No Minima, No Collisions: Combining Modulation and Control Barrier Function Strategies for Feasible Dynamic Collision Avoidance
Yifan Xue, Nadia Figueroa
TL;DR
This work investigates dynamic obstacle avoidance by juxtaposing Control Barrier Function Quadratic Programs (CBF-QPs) with Mod-DS methods, showing both offer complementary safety and trajectory properties. It reveals theoretical connections—normal Mod-DS is equivalent to CBF-QP in static fully actuated settings, and reference Mod-DS relates closely through a shared equation—leading to the Modulated CBF-QP (MCBF-QP) framework. MCBF-QP introduces two variants, Reference-MCBF-QP and On-Manifold-MCBF-QP, to reduce or eliminate undesirable local minima while preserving actuation constraints, validated through hospital-like simulations and real-robot experiments on Ridgeback and Fetch platforms. The results demonstrate improved target convergence, obstacle clearance, and robustness across fully actuated and underactuated systems, suggesting a practical, unified approach to safe navigation in dynamic, cluttered environments.
Abstract
Control Barrier Function Quadratic Programs (CBF-QPs) have become a central tool for real-time safety-critical control due to their applicability to general control-affine systems and their ability to enforce constraints through optimization. Yet, they often generate trajectories with undesirable local minima that prevent convergence to goals.
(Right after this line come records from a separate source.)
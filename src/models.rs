use chrono::{DateTime, NaiveDate, NaiveTime, Timelike, Utc};
use rust_decimal::Decimal;
use rust_decimal_macros::dec;
use serde::{Deserialize, Serialize};
use std::fmt;
use uuid::Uuid;

use crate::units::Unit;

/// Activity categories shared by benchmarks and training sessions
#[derive(Debug, Clone, Copy, PartialEq, Eq, Hash, Serialize, Deserialize)]
#[serde(rename_all = "lowercase")]
pub enum Category {
    Force,
    Running,
    Trail,
    Cardio,
    Hyrox,
    Musculation,
    Other,
}

impl Category {
    pub const ALL: [Category; 7] = [
        Category::Force,
        Category::Running,
        Category::Trail,
        Category::Cardio,
        Category::Hyrox,
        Category::Musculation,
        Category::Other,
    ];

    /// Unit implied by the category when none is given at creation.
    ///
    /// Kept as a single mapping table so the inference is testable in one
    /// place instead of scattered across call sites.
    pub fn implied_unit(&self) -> Option<Unit> {
        match self {
            Category::Running | Category::Trail => Some(Unit::Seconds),
            Category::Force | Category::Musculation => Some(Unit::Kilograms),
            Category::Cardio | Category::Hyrox | Category::Other => None,
        }
    }

    /// Strength categories are the only ones where a reps secondary
    /// magnitude is meaningful alongside a weight.
    pub fn is_strength(&self) -> bool {
        matches!(self, Category::Force | Category::Musculation)
    }

    /// MET intensity coefficient used for energy expenditure.
    ///
    /// Categories without a specific entry fall back to a moderate generic
    /// exercise value of 5.
    pub fn met(&self) -> Decimal {
        match self {
            Category::Running | Category::Trail | Category::Hyrox => dec!(8),
            Category::Cardio => dec!(7),
            Category::Force | Category::Musculation | Category::Other => dec!(5),
        }
    }

    /// Default display color (hex) for benchmarks of this category.
    pub fn default_color(&self) -> &'static str {
        match self {
            Category::Force | Category::Musculation => "#EF4444",
            Category::Running => "#3B82F6",
            Category::Trail => "#10B981",
            Category::Cardio => "#06B6D4",
            Category::Hyrox => "#F59E0B",
            Category::Other => "#6B7280",
        }
    }

    /// Default display icon name for benchmarks of this category.
    pub fn default_icon(&self) -> &'static str {
        match self {
            Category::Force | Category::Musculation => "dumbbell",
            Category::Running => "timer",
            Category::Trail => "mountain",
            Category::Cardio => "heart-pulse",
            Category::Hyrox => "flame",
            Category::Other => "target",
        }
    }
}

impl fmt::Display for Category {
    fn fmt(&self, f: &mut fmt::Formatter<'_>) -> fmt::Result {
        let name = match self {
            Category::Force => "force",
            Category::Running => "running",
            Category::Trail => "trail",
            Category::Cardio => "cardio",
            Category::Hyrox => "hyrox",
            Category::Musculation => "musculation",
            Category::Other => "other",
        };
        write!(f, "{}", name)
    }
}

impl std::str::FromStr for Category {
    type Err = String;

    fn from_str(s: &str) -> Result<Self, Self::Err> {
        match s.to_lowercase().as_str() {
            "force" => Ok(Category::Force),
            "running" => Ok(Category::Running),
            "trail" => Ok(Category::Trail),
            "cardio" => Ok(Category::Cardio),
            "hyrox" => Ok(Category::Hyrox),
            "musculation" => Ok(Category::Musculation),
            "other" => Ok(Category::Other),
            _ => Err(format!("unknown category: {}", s)),
        }
    }
}

/// One dated performance record belonging to a benchmark
#[derive(Debug, Clone, PartialEq, Serialize, Deserialize)]
pub struct BenchmarkEntry {
    /// Unique entry identifier
    pub id: Uuid,

    /// Calendar day the performance was achieved
    pub date: NaiveDate,

    /// Primary magnitude, expressed in the owning benchmark's unit
    pub value: f64,

    /// Repetitions at the recorded weight; strength benchmarks only
    pub reps: Option<u32>,

    /// Optional free-text note
    pub note: Option<String>,
}

/// A tracked exercise or metric with its dated entry history
#[derive(Debug, Clone, PartialEq, Serialize, Deserialize)]
pub struct Benchmark {
    /// Stable identifier
    pub id: Uuid,

    /// Display name, unique (case-insensitive) within a category
    pub name: String,

    /// Activity category
    pub category: Category,

    /// Unit every entry value is expressed in
    pub unit: Unit,

    /// Display color (hex); presentation only
    pub color: String,

    /// Display icon name; presentation only
    pub icon: String,

    /// Entry history; insertion order, sorted by date on read
    pub entries: Vec<BenchmarkEntry>,

    /// Creation timestamp
    pub created_at: DateTime<Utc>,
}

impl Benchmark {
    pub fn new(name: impl Into<String>, category: Category, unit: Unit) -> Self {
        Benchmark {
            id: Uuid::new_v4(),
            name: name.into(),
            category,
            unit,
            color: category.default_color().to_string(),
            icon: category.default_icon().to_string(),
            entries: Vec::new(),
            created_at: Utc::now(),
        }
    }
}

/// A logged training session, the input to load and energy estimation
#[derive(Debug, Clone, PartialEq, Serialize, Deserialize)]
pub struct TrainingSession {
    /// Unique session identifier
    pub id: Uuid,

    /// Calendar day of the session
    pub date: NaiveDate,

    /// Session duration in minutes
    pub duration_minutes: Decimal,

    /// Rate of Perceived Exertion, 1-10
    pub rpe: u8,

    /// Activity category
    pub category: Category,

    /// Optional free-text note
    pub note: Option<String>,
}

impl TrainingSession {
    pub fn new(date: NaiveDate, duration_minutes: Decimal, rpe: u8, category: Category) -> Self {
        TrainingSession {
            id: Uuid::new_v4(),
            date,
            duration_minutes,
            rpe,
            category,
            note: None,
        }
    }
}

/// One night of sleep
#[derive(Debug, Clone, PartialEq, Serialize, Deserialize)]
pub struct SleepEntry {
    /// Unique entry identifier
    pub id: Uuid,

    /// Calendar day the night is attributed to
    pub date: NaiveDate,

    /// Time asleep in minutes
    pub duration_minutes: u32,

    /// Subjective quality, 1-5
    pub quality: u8,

    /// Clock time the user went to bed
    pub bed_time: Option<NaiveTime>,

    /// Clock time the user woke up
    pub wake_time: Option<NaiveTime>,

    /// Optional free-text note
    pub note: Option<String>,
}

impl SleepEntry {
    pub fn new(date: NaiveDate, duration_minutes: u32, quality: u8) -> Self {
        SleepEntry {
            id: Uuid::new_v4(),
            date,
            duration_minutes,
            quality,
            bed_time: None,
            wake_time: None,
            note: None,
        }
    }

    /// Build an entry from bed and wake clock times.
    ///
    /// A wake time earlier than the bed time is taken to cross midnight.
    pub fn from_times(
        date: NaiveDate,
        bed_time: NaiveTime,
        wake_time: NaiveTime,
        quality: u8,
    ) -> Self {
        let bed = minutes_of_day(bed_time);
        let wake = minutes_of_day(wake_time);
        let duration = if wake >= bed {
            wake - bed
        } else {
            wake + 24 * 60 - bed
        };

        SleepEntry {
            id: Uuid::new_v4(),
            date,
            duration_minutes: duration,
            quality,
            bed_time: Some(bed_time),
            wake_time: Some(wake_time),
            note: None,
        }
    }
}

fn minutes_of_day(time: NaiveTime) -> u32 {
    time.hour() * 60 + time.minute()
}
On the other hand, Modulation of Dynamical Systems (Mod-DS) methods (including normal, reference, and on-manifold variants) reshape nominal vector fields geometrically and achieve obstacle avoidance with few or even no local minima. However, Mod-DS provides no straightforward mechanism for handling input constraints and remains largely restricted to fully actuated systems. In this paper, we revisit the theoretical foundations of both approaches and show that, despite their seemingly different constructions, the normal Mod-DS is a special case of the CBF-QP, and the reference Mod-DS is linked to the CBF-QP through a single shared equation. These connections motivate our Modulated CBF-QP (MCBF-QP) framework, which introduces reference and on-manifold modulation variants that reduce or fully eliminate the spurious equilibria inherent to CBF-QPs for general control-affine systems operating in dynamic, cluttered environments. We validate the proposed controllers in simulated hospital settings and in real-world experiments on fully actuated Ridgeback robots and underactuated Fetch platforms. Across all evaluations, Modulated CBF-QPs consistently outperform standard CBF-QPs on every performance metric.